Seriously, though, we mostly knew that about America already. Another way to look at these numbers is to turn the question around: Why, for example, is the UK in 10th place for cancer drug usage, despite near-universal health coverage? Why aren’t other countries dispensing larger amounts of recognized medications for such diseases as Hepatitis C and rheumatoid arthritis?
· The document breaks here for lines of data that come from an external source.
use std::fmt::Debug;

use k8s_inventory_ext as k8s;
use kube::api;

use k8s::corev1;

/// Read-only wrapper over a [`kube::Client`], exposing the list
/// operations the scanners need. Safe for concurrent use; scan loops
/// share one instance behind an `Arc`.
pub struct KubeApi {
    list_params: api::ListParams,
    client: kube::Client,
}

impl KubeApi {
    /// Create a `KubeApi` from the default credential chain (in-cluster
    /// service account, or the local kubeconfig outside a cluster).
    ///
    /// # Examples
    ///
    /// ```no_run
    /// # async fn run() -> kube::Result<()> {
    /// let api = k8s_inventory_kubeapi::KubeApi::new().await?;
    /// let namespaces = api.list_namespaces().await?;
    /// # Ok(())
    /// # }
    /// ```
    pub async fn new() -> kube::Result<Self> {
        kube::Client::try_default().await.map(Self::with_client)
    }

    /// Create a `KubeApi` backed by the provided Kubernetes client.
    pub fn with_client(client: kube::Client) -> Self {
        Self {
            list_params: api::ListParams::default(),
            client,
        }
    }

    /// List every namespace in the cluster.
    pub async fn list_namespaces(&self) -> kube::Result<Vec<corev1::Namespace>> {
        let lp = self.list_params();
        self.namespaces().list(lp).await.map(|list| list.items)
    }

    /// List the pods in one namespace.
    pub async fn list_pods(&self, namespace: &str) -> kube::Result<Vec<corev1::Pod>> {
        let lp = self.list_params();
        self.pods(namespace).list(lp).await.map(|list| list.items)
    }

    /// List the secrets in one namespace.
    pub async fn list_secrets(&self, namespace: &str) -> kube::Result<Vec<corev1::Secret>> {
        let lp = self.list_params();
        self.secrets(namespace).list(lp).await.map(|list| list.items)
    }

    /// Probe the API server with a limit-1 metadata list. Cheap enough to
    /// sit behind a readiness endpoint.
    pub async fn check_health(&self) -> kube::Result<()> {
        let lp = api::ListParams::default().limit(1);
        self.namespaces()
            .list_metadata(&lp)
            .await
            .map(|_| ())
            .inspect_err(|err| tracing::debug!(%err, "API server health probe failed"))
    }

    fn namespaces(&self) -> api::Api<corev1::Namespace> {
        api::Api::all(self.client.clone())
    }

    fn pods(&self, namespace: &str) -> api::Api<corev1::Pod> {
        api::Api::namespaced(self.client.clone(), namespace)
    }

    fn secrets(&self, namespace: &str) -> api::Api<corev1::Secret> {
        api::Api::namespaced(self.client.clone(), namespace)
    }

    fn list_params(&self) -> &api::ListParams {
        &self.list_params
    }
}

impl Debug for KubeApi {
    /// The `client` carries credentials, so it is shown as a placeholder.
    fn fmt(&self, f: &mut std::fmt::Formatter<'_>) -> std::fmt::Result {
        f.debug_struct("KubeApi")
            .field("list_params", &self.list_params)
            .field("client", &"<kube::Client>")
            .finish()
    }
}
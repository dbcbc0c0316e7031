use std::fmt;
use std::str::FromStr;

use super::*;

/// The resource families the agent knows how to scan.
#[derive(Clone, Copy, Debug, PartialEq, Eq, PartialOrd, Ord, Hash, Serialize, Deserialize)]
#[serde(rename_all = "lowercase")]
pub enum ScanKind {
    Namespaces,
    Pods,
    Secrets,
}

impl ScanKind {
    pub const ALL: [Self; 3] = [Self::Namespaces, Self::Pods, Self::Secrets];

    /// Parse a comma-separated list such as `"namespaces,pods"`,
    /// preserving order and dropping duplicates.
    pub fn parse_list(value: &str) -> Result<Vec<Self>, ConfigError> {
        let mut kinds = Vec::new();
        for part in value.split(',') {
            let part = part.trim();
            if part.is_empty() {
                continue;
            }
            let kind = part.parse()?;
            if !kinds.contains(&kind) {
                kinds.push(kind);
            }
        }
        if kinds.is_empty() {
            return Err(ConfigError::NoScanKinds);
        }
        Ok(kinds)
    }

    pub fn as_str(self) -> &'static str {
        match self {
            Self::Namespaces => "namespaces",
            Self::Pods => "pods",
            Self::Secrets => "secrets",
        }
    }
}

impl fmt::Display for ScanKind {
    fn fmt(&self, f: &mut fmt::Formatter<'_>) -> fmt::Result {
        f.write_str(self.as_str())
    }
}

impl FromStr for ScanKind {
    type Err = ConfigError;

    fn from_str(value: &str) -> Result<Self, Self::Err> {
        match value {
            "namespaces" => Ok(Self::Namespaces),
            "pods" => Ok(Self::Pods),
            "secrets" => Ok(Self::Secrets),
            other => Err(ConfigError::UnknownScanKind {
                value: other.to_string(),
            }),
        }
    }
}

/// The namespace or cluster-wide selector a scan operates over.
#[derive(Clone, Debug, Default, PartialEq, Eq)]
pub enum Scope {
    /// Every namespace in the cluster.
    #[default]
    Cluster,
    /// A single namespace.
    Namespace(String),
}

impl fmt::Display for Scope {
    fn fmt(&self, f: &mut fmt::Formatter<'_>) -> fmt::Result {
        match self {
            Self::Cluster => f.write_str("all namespaces"),
            Self::Namespace(name) => f.write_str(name),
        }
    }
}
So, one question the report seems to raise is: why do other developed countries have worse access to prescription drugs than we do?

UK Health Secretary Andrew Lansley, quoted in an article for Nature News, stressed that “high usage does not necessarily equal good performance, nor does low usage indicate a failing.” At the same time, however, Lansley announced a new government fund of 50 million English pounds  “to increase access to cancer drugs.”

With those caveats in mind, we find that the report concludes… well, in the end, the report acknowledges the wide variations in international usage, but concludes that “there does not appear to be a consistent pattern between countries or for different disease areas or categories of drug.”  The study group did not find any uniform patterns that held across drug categories or disease regions. In fact, the report invites interested stakeholders to submit their best thoughts on the matter to internationaldruguse@dh.gsi.gov.uk

Despite this absence of firm conclusions or hypotheses, the report does manage to note some common themes:

-- “Differences in health spending and systems do not appear to be strong determinants of usage.” But even here, the report goes on to offer some thoughts on the dominance of the U.S. “For example, ‘supplier-induced demand’ was felt to be a greater issue in the USA because of the payment structures in that country: where suppliers can charge more for delivering a particular treatment, this may provide perverse incentives to prescribe those drugs.” And: “The majority of countries reviewed provide (almost) universal coverage, with residence in the given country being the most common basis for entitlement to healthcare. The USA is the only country not offering universal access to healthcare; entitlement to publicly funded services is dependent on certain conditions…”

--“Clinical culture and attitudes towards treatment remain important determinants in levels of uptake.” The same reasoning would apply to the U.S., as psychotherapists have struggled for a foothold in the brave new world of medications for diseases with strong mental and emotional components.

--“A country that spends more on healthcare or a country which operates few controls on prescribing could be expected to use more drugs.” But I thought the report said that differences in health spending and systems didn’t make any difference…

Here is the problem with attempts at surveys of this kind. (Departments at the United Nations do a lot of them, as do individual countries.) Mike Richards, the UK’s National Cancer Director, compiled the report--“Extent and causes of international variations in drug usage”—and further qualified the findings: “For some disease areas, high usage may be a sign of weaknesses at other points in the care pathway and low usage a sign of effective disease prevention.”

It is similar to the problem of quantifying addiction. The amount of addictive drug consumed often tells us very little about the problem, or the prospects for amelioration.  However, in a survey like this one, I think coming out on the top is, on balance, better than coming out on the bottom.